[Dataset entries]
- Opening Delimiter -

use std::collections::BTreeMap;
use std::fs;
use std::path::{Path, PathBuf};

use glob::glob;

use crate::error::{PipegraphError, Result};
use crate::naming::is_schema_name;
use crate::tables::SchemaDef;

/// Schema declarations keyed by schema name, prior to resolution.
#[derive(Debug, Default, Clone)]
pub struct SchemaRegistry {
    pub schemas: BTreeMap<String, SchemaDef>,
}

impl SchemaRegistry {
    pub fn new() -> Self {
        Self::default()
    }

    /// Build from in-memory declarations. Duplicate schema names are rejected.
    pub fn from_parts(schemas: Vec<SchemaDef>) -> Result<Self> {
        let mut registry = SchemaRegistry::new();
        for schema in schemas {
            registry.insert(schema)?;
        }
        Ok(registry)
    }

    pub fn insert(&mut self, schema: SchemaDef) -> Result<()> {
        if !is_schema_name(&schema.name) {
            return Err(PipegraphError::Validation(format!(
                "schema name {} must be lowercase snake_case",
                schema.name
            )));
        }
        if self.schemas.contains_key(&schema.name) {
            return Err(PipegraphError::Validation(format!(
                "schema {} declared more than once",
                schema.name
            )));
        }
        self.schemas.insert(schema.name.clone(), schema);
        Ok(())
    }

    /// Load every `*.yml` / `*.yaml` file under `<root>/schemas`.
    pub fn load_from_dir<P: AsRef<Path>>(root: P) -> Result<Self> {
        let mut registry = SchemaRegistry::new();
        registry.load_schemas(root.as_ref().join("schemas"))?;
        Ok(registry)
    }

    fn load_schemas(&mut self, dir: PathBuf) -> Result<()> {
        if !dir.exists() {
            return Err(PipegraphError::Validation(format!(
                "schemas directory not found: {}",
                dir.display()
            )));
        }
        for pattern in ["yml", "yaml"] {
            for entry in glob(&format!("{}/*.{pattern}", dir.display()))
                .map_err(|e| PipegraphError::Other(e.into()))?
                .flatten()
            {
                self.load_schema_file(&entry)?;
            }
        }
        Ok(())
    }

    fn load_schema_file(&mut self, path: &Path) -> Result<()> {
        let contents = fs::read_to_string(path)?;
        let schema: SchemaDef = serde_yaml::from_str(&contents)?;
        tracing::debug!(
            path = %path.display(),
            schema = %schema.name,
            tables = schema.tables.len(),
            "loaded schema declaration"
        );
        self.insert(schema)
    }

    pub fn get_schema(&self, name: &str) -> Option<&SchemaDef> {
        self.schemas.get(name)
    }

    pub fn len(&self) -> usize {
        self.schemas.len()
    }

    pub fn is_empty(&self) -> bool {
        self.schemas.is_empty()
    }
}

- Closing Delimiter -
- Opening Delimiter -

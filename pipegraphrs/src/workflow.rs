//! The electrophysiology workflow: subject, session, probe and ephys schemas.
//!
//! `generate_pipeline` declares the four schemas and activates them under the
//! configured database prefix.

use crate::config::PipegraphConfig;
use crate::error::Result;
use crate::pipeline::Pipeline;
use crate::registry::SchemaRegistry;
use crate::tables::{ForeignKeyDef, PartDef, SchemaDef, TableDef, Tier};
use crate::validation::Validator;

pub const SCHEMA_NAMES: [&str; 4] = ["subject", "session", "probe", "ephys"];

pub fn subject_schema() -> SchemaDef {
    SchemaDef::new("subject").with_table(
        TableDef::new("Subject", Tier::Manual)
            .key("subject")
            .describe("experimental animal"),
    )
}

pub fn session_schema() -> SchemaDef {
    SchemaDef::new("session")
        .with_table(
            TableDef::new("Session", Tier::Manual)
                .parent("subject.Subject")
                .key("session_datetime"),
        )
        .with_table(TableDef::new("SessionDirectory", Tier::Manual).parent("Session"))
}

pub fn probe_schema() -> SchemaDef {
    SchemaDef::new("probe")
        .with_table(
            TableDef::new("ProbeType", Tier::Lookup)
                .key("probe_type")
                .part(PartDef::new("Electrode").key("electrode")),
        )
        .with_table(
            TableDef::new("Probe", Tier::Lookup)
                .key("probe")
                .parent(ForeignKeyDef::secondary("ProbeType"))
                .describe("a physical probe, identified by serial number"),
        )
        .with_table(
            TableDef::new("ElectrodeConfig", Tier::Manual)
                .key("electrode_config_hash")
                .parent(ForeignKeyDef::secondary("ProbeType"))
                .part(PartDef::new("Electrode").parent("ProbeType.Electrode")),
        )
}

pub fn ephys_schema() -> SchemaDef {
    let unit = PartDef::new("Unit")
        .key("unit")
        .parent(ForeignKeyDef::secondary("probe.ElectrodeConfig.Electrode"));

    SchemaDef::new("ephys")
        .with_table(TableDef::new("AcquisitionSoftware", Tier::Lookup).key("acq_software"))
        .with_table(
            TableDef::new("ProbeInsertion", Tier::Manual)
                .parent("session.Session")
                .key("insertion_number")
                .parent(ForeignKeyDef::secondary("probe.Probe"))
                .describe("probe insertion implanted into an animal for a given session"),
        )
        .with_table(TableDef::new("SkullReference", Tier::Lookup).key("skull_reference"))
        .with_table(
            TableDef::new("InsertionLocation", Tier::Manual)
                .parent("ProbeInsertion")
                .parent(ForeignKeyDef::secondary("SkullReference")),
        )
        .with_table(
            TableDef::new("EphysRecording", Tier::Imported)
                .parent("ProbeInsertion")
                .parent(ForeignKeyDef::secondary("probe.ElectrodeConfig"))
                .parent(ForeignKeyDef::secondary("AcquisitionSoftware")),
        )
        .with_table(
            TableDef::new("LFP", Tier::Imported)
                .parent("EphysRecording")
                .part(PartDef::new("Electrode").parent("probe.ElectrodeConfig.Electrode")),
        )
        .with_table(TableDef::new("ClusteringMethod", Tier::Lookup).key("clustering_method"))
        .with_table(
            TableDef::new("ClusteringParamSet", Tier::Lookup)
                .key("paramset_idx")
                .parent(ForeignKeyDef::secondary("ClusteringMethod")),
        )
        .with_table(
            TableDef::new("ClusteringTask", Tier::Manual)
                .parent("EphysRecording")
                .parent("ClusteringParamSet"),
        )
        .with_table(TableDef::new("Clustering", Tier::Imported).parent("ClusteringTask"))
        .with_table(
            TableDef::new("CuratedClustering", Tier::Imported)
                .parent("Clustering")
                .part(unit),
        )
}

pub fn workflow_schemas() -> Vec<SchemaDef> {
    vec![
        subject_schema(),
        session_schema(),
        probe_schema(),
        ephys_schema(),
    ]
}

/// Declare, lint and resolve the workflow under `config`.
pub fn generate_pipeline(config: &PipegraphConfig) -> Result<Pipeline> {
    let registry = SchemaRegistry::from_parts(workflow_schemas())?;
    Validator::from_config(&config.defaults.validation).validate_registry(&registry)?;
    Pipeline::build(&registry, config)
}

- Closing Delimiter -

**Task to complete**
For the records above, state how many lines contain the word "into". Give only the number.

**Answer box**
2